In normal brain cognition is highly dependent on a balance between excitation (firing of pyramidal glutamatergic neurons) and inhibition (synchronisation of firing by parvalbumin containing GABAergic interneurons (PVI)). Gamma band oscillations, generated by these PVIs are crucial for maintenance of normal cognition. These interneurons are fast spiking, fast firing, have a high energy demand and as such are particularly susceptible to changes in neuroinflammation and oxidative stress. These interactions in different brains regions of relevance to cognition (e.g. prefrontal cortex & dorsal hippocampus) are now under intense scrutiny as changes in inflammation appear to be key drivers of brain injury, mood disorders and neurodegenerative disease. Understanding these interactions and their relationship over time in validated preclinical models related to TBI will aid in the identification and testing of novel therapeutic (both pharmacological and non-pharmacological (e.g. exercise)) interventions.

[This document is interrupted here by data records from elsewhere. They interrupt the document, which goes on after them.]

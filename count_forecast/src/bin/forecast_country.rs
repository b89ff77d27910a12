//! # forecast_country
//!
//! Validates Holt-Winters and seasonal ARIMA on one country's yearly counts
//! and prints the projection of the better model. `--decompose` and
//! `--global-summary` print exploratory views of the dataset instead.

use clap::Parser;
use count_forecast::analysis::{GlobalSummary, SeriesDecomposition};
use count_forecast::config::PipelineConfig;
use count_forecast::data::{write_aggregated_csv, CountryDataset, GroundTruthTable};
use count_forecast::error::{ForecastError, Result};
use count_forecast::pipeline::ForecastPipeline;
use count_forecast::report::PipelineReport;
use std::path::PathBuf;
use std::process::ExitCode;
use tracing_subscriber::{layer::SubscriberExt, util::SubscriberInitExt};

#[derive(Parser, Debug)]
#[command(name = "forecast_country")]
#[command(about = "Validated yearly count forecasting for one country", long_about = None)]
struct Cli {
    /// Combined dataset (CSV with `Country Name`, `Year`, `No of Suicides`)
    #[arg(short, long)]
    input: PathBuf,

    /// Country to forecast
    #[arg(short, long, required_unless_present = "global_summary")]
    country: Option<String>,

    /// Ground truth for the validation years as JSON (`{"2021": 20291, ...}`).
    /// Required unless the country is Japan, which has a curated table.
    #[arg(short, long)]
    ground_truth: Option<PathBuf>,

    /// Pipeline configuration as JSON
    #[arg(long)]
    config: Option<PathBuf>,

    /// Projection length counted from the end of the training window
    #[arg(long)]
    horizon: Option<usize>,

    /// Last year used for training; later observations are ignored
    #[arg(long)]
    train_end: Option<i32>,

    /// Print the report as JSON
    #[arg(long)]
    json: bool,

    /// Also write the aggregated yearly series to this CSV file
    #[arg(long)]
    aggregate_out: Option<PathBuf>,

    /// Print the additive decomposition of the country series instead of forecasting
    #[arg(long, conflicts_with = "global_summary")]
    decompose: bool,

    /// Print summary statistics of the all-country yearly total instead of forecasting
    #[arg(long)]
    global_summary: bool,
}

fn print_analysis<T: serde::Serialize + std::fmt::Display>(value: &T, json: bool) -> Result<()> {
    if json {
        println!("{}", serde_json::to_string_pretty(value)?);
    } else {
        print!("{}", value);
    }
    Ok(())
}

fn run(cli: Cli) -> Result<()> {
    let mut config = match &cli.config {
        Some(path) => PipelineConfig::from_json_file(path)?,
        None => PipelineConfig::default(),
    };
    if let Some(horizon) = cli.horizon {
        config.future_horizon = horizon;
    }

    let dataset = CountryDataset::from_csv(&cli.input)?;
    if cli.global_summary {
        let summary = GlobalSummary::from_series(&dataset.global_series()?)?;
        return print_analysis(&summary, cli.json);
    }

    let country = cli.country.as_deref().ok_or_else(|| {
        ForecastError::ConfigurationError("--country is required".to_string())
    })?;
    let series = dataset.series_for(country)?;

    if cli.decompose {
        let decomposition = SeriesDecomposition::new(&series, config.seasonal_period)?;
        return print_analysis(&decomposition, cli.json);
    }

    let ground_truth = match &cli.ground_truth {
        Some(path) => GroundTruthTable::from_json_file(path)?,
        None => GroundTruthTable::reference_for(country)?,
    };

    if let Some(path) = &cli.aggregate_out {
        write_aggregated_csv(&series, path)?;
        tracing::info!(path = %path.display(), "wrote aggregated series");
    }

    let training = match cli.train_end {
        Some(year) => series.split_at_year(year).0,
        None => series,
    };
    if training.is_empty() {
        return Err(ForecastError::DataError(format!(
            "No observations for {} in the training window",
            country
        )));
    }

    let pipeline = ForecastPipeline::new(config)?;
    let outcome = pipeline.run(&training, &ground_truth)?;
    let report = PipelineReport::from_outcome(&outcome);

    if cli.json {
        println!("{}", report.to_json()?);
    } else {
        print!("{}", report.render_text());
    }

    Ok(())
}

fn main() -> ExitCode {
    tracing_subscriber::registry()
        .with(tracing_subscriber::fmt::layer().with_writer(std::io::stderr))
        .with(
            tracing_subscriber::EnvFilter::try_from_default_env()
                .unwrap_or_else(|_| "forecast_country=info,count_forecast=info".into()),
        )
        .init();

    let cli = Cli::parse();
    match run(cli) {
        Ok(()) => ExitCode::SUCCESS,
        Err(e) => {
            tracing::error!(error = %e, "forecast failed");
            eprintln!("Error: {}", e);
            ExitCode::FAILURE
        }
    }
}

In the current project, we will investigate the immune cell response to mTBI in a clinically relevant mouse model. Our overall aims are to:

• Assess the influence mTBI on brain resident immune cells (microglia/astrocyte density and activation), brain tissue inflammation (multiplex cytokine array analysis) and neuronal populations (parvalbumin GABAergic interneurons and associated perineuronal nets)
• Utilise transgenic models and cell-depletion strategies in the mild TBI model. (Complimentary studies will be conducted in the moderate TBI model in Melbourne).
• Target immune and neuronal cell subtypes and functions in the brain to prevent / reverse neuronal and behavioural deficits in mice after mTBI.